What is needed. If a line contains the word "clock", include it in the count; state how many such lines the listing has and nothing else.

[Extracted material — start]

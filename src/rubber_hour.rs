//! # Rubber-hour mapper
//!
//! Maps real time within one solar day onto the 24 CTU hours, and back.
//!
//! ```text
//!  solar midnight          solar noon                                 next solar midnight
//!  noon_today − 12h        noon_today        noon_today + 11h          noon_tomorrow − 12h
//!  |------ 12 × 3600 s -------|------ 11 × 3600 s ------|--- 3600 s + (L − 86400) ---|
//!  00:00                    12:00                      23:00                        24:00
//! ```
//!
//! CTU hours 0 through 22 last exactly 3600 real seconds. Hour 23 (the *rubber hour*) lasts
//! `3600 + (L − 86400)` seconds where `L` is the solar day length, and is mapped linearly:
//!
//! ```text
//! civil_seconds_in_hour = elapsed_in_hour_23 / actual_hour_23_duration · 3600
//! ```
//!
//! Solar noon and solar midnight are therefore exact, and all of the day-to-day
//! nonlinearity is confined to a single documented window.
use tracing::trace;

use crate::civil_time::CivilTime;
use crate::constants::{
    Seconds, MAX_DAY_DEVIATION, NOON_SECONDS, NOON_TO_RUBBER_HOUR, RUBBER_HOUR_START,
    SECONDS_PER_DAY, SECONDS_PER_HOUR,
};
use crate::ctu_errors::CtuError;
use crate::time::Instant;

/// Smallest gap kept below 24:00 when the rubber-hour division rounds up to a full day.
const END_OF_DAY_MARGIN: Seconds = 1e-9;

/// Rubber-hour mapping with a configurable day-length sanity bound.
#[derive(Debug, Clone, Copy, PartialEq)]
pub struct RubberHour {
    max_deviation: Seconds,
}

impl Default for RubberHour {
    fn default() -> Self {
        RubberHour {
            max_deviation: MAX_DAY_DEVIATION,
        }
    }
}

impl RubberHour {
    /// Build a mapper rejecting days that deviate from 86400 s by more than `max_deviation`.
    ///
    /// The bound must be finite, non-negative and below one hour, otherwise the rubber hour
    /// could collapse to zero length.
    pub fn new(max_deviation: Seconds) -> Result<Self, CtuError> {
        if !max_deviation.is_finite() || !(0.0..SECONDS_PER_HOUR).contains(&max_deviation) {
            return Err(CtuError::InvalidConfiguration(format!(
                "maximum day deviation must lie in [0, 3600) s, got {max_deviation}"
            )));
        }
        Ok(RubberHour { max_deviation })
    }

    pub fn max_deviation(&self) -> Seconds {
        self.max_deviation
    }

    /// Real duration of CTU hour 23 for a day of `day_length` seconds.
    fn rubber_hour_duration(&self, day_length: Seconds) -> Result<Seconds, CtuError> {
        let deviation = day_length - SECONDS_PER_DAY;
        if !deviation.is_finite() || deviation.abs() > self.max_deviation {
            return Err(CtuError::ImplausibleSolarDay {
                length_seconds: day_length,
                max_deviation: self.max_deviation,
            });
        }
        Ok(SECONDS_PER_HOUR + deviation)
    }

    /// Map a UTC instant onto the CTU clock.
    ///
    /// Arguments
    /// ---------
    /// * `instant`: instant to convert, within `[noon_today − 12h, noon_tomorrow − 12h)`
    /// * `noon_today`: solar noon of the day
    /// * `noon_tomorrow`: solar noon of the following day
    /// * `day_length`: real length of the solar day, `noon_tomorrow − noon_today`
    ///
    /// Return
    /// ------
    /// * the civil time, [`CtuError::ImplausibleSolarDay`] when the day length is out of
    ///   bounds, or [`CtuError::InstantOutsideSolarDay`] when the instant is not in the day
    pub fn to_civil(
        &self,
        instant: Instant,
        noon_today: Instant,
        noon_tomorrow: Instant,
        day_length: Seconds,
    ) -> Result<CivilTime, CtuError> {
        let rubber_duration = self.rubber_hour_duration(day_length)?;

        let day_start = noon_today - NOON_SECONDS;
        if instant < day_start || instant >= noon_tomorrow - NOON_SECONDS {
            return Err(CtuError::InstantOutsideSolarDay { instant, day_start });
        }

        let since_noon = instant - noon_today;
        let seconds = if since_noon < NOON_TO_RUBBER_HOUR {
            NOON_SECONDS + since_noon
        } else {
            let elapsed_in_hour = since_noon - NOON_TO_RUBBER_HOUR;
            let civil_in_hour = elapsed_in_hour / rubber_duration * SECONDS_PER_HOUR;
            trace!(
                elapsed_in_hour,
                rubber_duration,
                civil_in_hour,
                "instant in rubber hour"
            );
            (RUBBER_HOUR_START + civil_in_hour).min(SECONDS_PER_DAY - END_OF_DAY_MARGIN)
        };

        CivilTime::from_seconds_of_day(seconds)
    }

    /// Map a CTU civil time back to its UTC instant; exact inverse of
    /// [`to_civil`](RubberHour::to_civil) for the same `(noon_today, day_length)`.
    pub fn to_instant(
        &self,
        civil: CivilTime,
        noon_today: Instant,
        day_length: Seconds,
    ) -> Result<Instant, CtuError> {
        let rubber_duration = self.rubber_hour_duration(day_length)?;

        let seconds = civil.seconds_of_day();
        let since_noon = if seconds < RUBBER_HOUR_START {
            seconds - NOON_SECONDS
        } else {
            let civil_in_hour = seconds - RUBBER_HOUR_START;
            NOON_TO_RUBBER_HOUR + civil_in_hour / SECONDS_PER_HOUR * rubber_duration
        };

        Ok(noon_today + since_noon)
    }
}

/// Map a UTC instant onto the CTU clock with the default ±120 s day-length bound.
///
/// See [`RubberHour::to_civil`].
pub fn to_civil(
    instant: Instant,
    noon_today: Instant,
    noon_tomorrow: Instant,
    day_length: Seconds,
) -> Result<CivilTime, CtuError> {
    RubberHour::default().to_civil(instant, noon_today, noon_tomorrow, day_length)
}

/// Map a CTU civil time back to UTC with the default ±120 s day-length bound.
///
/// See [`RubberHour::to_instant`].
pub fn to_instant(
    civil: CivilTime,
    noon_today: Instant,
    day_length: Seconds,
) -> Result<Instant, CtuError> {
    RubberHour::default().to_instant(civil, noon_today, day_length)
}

[Extracted material — finish]
[Extracted material — start]

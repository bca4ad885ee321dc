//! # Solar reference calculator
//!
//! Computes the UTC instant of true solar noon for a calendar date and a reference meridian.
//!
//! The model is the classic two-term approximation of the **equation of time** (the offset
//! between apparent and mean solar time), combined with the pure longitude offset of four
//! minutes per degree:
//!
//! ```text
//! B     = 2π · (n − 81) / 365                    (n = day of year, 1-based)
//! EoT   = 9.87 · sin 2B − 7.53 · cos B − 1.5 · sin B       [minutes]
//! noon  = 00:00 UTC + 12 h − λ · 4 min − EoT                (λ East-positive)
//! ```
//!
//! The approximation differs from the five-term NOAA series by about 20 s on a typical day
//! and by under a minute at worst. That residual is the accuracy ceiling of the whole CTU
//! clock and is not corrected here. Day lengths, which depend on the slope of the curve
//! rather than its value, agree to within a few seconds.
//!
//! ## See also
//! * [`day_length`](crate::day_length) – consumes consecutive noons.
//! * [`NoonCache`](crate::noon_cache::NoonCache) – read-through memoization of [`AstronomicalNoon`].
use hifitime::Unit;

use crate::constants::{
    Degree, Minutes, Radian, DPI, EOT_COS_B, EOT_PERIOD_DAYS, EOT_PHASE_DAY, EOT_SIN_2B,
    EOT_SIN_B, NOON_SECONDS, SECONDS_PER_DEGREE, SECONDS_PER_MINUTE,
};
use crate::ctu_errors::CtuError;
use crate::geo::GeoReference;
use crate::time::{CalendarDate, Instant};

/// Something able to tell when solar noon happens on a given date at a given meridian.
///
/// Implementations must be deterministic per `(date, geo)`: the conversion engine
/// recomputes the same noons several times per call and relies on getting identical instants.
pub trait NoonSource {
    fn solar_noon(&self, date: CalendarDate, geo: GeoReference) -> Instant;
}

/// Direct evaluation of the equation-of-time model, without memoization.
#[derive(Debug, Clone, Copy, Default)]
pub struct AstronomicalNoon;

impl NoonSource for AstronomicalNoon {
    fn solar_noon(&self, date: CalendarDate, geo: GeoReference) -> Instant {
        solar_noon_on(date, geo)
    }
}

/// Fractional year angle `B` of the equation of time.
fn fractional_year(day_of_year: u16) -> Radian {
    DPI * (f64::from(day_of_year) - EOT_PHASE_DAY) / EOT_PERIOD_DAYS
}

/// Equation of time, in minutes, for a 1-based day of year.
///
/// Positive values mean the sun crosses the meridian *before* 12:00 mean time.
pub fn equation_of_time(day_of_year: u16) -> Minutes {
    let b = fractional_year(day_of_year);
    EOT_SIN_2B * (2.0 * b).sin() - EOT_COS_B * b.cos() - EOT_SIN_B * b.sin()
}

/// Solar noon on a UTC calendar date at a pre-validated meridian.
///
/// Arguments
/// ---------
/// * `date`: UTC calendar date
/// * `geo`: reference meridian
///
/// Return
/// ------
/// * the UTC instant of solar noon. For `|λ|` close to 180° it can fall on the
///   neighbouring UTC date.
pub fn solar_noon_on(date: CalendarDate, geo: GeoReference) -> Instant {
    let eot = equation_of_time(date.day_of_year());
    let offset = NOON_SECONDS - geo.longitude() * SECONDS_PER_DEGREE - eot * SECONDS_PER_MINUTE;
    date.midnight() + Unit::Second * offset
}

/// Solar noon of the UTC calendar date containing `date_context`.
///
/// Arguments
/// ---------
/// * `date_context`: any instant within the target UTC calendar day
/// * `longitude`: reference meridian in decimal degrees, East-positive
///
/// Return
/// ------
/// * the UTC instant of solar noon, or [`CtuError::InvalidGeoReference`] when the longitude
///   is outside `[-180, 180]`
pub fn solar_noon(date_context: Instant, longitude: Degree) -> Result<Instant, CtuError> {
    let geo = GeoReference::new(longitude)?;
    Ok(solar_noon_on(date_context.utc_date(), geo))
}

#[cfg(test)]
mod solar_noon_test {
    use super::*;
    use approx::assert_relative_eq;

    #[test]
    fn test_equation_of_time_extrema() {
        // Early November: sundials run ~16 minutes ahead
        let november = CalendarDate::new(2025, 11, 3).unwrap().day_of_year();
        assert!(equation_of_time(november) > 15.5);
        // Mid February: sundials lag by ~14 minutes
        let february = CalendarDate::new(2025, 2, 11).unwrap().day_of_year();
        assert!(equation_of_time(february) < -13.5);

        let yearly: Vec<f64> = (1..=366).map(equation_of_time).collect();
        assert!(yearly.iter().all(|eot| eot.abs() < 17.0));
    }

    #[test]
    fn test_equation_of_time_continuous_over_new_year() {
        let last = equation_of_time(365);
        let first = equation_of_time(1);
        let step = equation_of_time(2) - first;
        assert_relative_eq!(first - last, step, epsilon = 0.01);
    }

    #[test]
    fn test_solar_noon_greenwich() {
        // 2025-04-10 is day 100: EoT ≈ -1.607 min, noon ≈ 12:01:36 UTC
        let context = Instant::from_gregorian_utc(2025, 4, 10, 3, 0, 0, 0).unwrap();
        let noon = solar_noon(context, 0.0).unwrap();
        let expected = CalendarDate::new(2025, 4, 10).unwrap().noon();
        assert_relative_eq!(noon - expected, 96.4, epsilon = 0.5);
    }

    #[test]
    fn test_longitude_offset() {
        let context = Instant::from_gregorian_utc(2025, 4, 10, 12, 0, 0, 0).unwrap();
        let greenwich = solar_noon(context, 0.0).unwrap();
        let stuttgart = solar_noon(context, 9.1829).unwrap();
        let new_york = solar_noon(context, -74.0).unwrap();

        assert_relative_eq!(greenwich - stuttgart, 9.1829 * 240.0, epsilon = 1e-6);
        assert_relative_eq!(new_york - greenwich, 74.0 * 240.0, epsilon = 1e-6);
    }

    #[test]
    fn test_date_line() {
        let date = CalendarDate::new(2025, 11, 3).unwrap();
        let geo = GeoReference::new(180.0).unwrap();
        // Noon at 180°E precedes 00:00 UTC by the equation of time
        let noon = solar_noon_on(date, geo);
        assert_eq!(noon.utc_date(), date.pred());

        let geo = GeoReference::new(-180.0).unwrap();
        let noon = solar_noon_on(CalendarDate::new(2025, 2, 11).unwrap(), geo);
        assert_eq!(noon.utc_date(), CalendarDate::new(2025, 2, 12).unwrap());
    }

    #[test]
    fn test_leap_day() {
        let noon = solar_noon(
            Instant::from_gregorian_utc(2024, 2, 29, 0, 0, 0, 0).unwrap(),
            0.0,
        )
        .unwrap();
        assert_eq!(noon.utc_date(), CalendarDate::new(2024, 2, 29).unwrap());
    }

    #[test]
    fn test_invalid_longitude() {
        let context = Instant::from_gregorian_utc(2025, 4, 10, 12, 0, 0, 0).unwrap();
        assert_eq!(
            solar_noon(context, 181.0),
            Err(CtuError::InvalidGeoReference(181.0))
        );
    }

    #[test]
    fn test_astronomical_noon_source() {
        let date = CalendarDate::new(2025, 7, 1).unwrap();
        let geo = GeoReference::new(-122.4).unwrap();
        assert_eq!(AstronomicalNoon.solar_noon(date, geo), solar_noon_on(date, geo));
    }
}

[Extracted material — finish]

Response for this exercise. 3